Sometimes, deciding whether someone qualifies for the CLM program is easy. You come across someone who has little or no assets they can rely on, they have almost no income, and they have no direction. When long-time members of the CLM team meet such folks, we call them “originals.” I think it’s because they resemble the cases that the program’s founders had in mind when they established it.
Yesterday I met Nana, a single mother of a three-month-old girl. She lives in a room in a shack in her cousin’s yard because her late mother’s house, where she lived alone for most of her pregnancy, was deteriorating so badly that her cousin feared it would collapse around her.
She earns whatever she earns by helping out neighbors during harvest or when they are doing laundry, but she can’t do much right now with an infant on her hands. Talking with her leaves you wondering whether she has developmental issues as well.
An “original,” as CLM staff members tend to call such obvious cases of ultra-poverty. Nana clearly belongs in the program. But many cases are less clear.
Roseline and her partner live in a house they built in a yard that belongs to a cousin who moved to Pòtoprens. The cousin gave them permission to use the land.The couple has a single child. Roseline’s first child lives with her mother.

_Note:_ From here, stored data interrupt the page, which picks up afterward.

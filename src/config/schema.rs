//! Configuration schema definitions.
//!
//! This module defines the configuration structure for the JSON service.
//! All types derive Serde traits for deserialization from config files.

use serde::{Deserialize, Serialize};

use crate::security::limits::DEFAULT_MAX_JSON_SIZE;

/// Root configuration for the service.
#[derive(Debug, Clone, PartialEq, Deserialize, Serialize, Default)]
#[serde(default)]
pub struct ServiceConfig {
    /// Listener configuration (bind address).
    pub listener: ListenerConfig,

    /// Timeout configuration.
    pub timeouts: TimeoutConfig,

    /// Observability settings.
    pub observability: ObservabilityConfig,

    /// Request body limits and strictness shared by every handler.
    pub json: JsonConfig,
}

/// Listener configuration.
#[derive(Debug, Clone, PartialEq, Deserialize, Serialize)]
#[serde(default)]
pub struct ListenerConfig {
    /// Bind address (e.g., "0.0.0.0:8080").
    pub bind_address: String,
}

impl Default for ListenerConfig {
    fn default() -> Self {
        Self {
            bind_address: "0.0.0.0:8080".to_string(),
        }
    }
}

/// Timeout configuration.
#[derive(Debug, Clone, PartialEq, Deserialize, Serialize)]
#[serde(default)]
pub struct TimeoutConfig {
    /// Request timeout (total time for request/response) in seconds.
    pub request_secs: u64,
}

impl Default for TimeoutConfig {
    fn default() -> Self {
        Self { request_secs: 30 }
    }
}

/// Observability configuration.
#[derive(Debug, Clone, PartialEq, Deserialize, Serialize)]
#[serde(default)]
pub struct ObservabilityConfig {
    /// Log level (trace, debug, info, warn, error).
    pub log_level: String,
}

impl Default for ObservabilityConfig {
    fn default() -> Self {
        Self {
            log_level: "info".to_string(),
        }
    }
}

/// Limits applied when reading request bodies.
///
/// Created once at startup and only read afterwards.
#[derive(Debug, Clone, PartialEq, Eq, Deserialize, Serialize, Default)]
#[serde(default)]
pub struct JsonConfig {
    /// Maximum JSON body size in bytes (0 = 1 MiB).
    pub max_json_size: usize,

    /// Maximum XML body size in bytes.
    pub max_xml_size: usize,

    /// Maximum size of uploaded files in bytes.
    pub max_file_size: usize,

    /// Allowed upload media types (e.g. "image/jpeg").
    pub allowed_file_types: Vec<String>,

    /// Accept keys the destination type does not declare.
    pub allow_unknown_fields: bool,
}

impl JsonConfig {
    /// Effective JSON ceiling in bytes.
    pub fn json_limit(&self) -> usize {
        if self.max_json_size == 0 {
            DEFAULT_MAX_JSON_SIZE
        } else {
            self.max_json_size
        }
    }
}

Their income depends entirely on the man. He works as a day laborer in their neighbors’ fields, making 100 gourds on a day when work is available. That’s a little more than they need for a minimally-decent meal. Right now there are just over 90 gourds to the dollar. Occasionally he finds work chopping up a tree for a neighbor making charcoal. That work pays a lot more money — many times the hundred gourds — but he can’t find it very often.
Their little boy has an asset: his uncle gave him a very small pig. As expensive as livestock has gotten over the pat couple of years, it may be worth 1500 gourds or more.
Despite her husband’s earnings, and despite the pig, I qualify them for the program. Their housing situation is unreliable. People change their minds about such arrangements all the time. Though they have a pig, since it was a gift, it doesn’t represent their own capacity to build an asset, and the mortality rate for such piglets, especially unvaccinated as it is, is high. Finally, Roseline’s complete dependence on her partner leaves her vulnerable. She’s already had one man leave her with child. So, I approved the family.
Margueline lives with her husband and their three children. Two of the three are school-age, and the couple sends them to school by selling plantain out of their garden. They are, however, behind in their payments.
The family keeps a couple of chickens in their yard. They also take care of a very small goat that belongs to Margueline’s aunt. She will be paid in kids if the goat has young while under her care.
Margueline generally makes coffee for the family in the morning. She’ll make a large meal later in the day. She was preparing cornmeal porridge the afternoon I passed by. The family had eaten cornmeal the previous day as well.
Since I knew that for two consecutive days they had eaten a good meal, I was inclined to disqualify the family. She also told me that they find much of what they eat in their own garden. So apparently hunger wasn’t really an issue for them.
But when I disagree with an experienced case manager’s opinion, I usually try to talk. I questioned the case manager who initially selected the family for the program, and he told me that things were quite different the day he met them. He saw clear evidence of their hunger. When he went by, they were trying to stifle their hunger by chewing on gleanings from a neighbor’s peanut harvest. The whole family — adults and children — were sitting in a circle, making the best of a couple of handfuls’ worth. So I approved the family on the case manager’s appeal.
Venicia lives in her house with three children. She has two other children who live with other family members who send them to school in larger towns. Venicia stays in touch with them, and they sometimes visit. But when she asks them if they’d like to return home, they say they are happy where they are. That’s how she knows they are treated well. The two school-age children who live with her are in school, but she owes the school money.
Her husband crossed the nearby border into the Dominican Republic about a year ago because the couple saw no opportunities for him near their own home. He hasn’t been back since, but they are in touch and she says that he plans to visit in April. He occasionally sends her money, but not often and not much. He is struggling in the DR without any legal papers, and even when he has some extra money, he must wait until a friend will be visiting Haiti in order to send it to Venicia. Without papers, he can’t use money transfer services.
Venicia gets by on those transfers from her husband and on the couple of hundred gourds she makes now and then by sorting and bagging charcoal for producers. They pay her 25 gourds per sack, and she can bag as many as six in a day when there’s enough charcoal.
But Venicia manages the little bit of money that she has well. The couple put up the frame for a new two-room house two years ago, and when her husband left the house was still just a frame. Over the past year, however, Venicia has purchased the necessary palm-wood planks to enclose one of the two rooms, and she paid the builder to enclose it. She covered the house with the palm seed pods that families who can’t afford tin use as roofing material in the Central Plateau. The one enclosed room now stores almost enough palm wood to enclose the other room and five hardwood planks that she will give a carpenter who’ll make her front door.
So, though I don’t doubt that Venicia has very little, I could not approve her for the program. Her life is very, very difficult, but she has the smarts and the discipline to make it — very slowly — without us.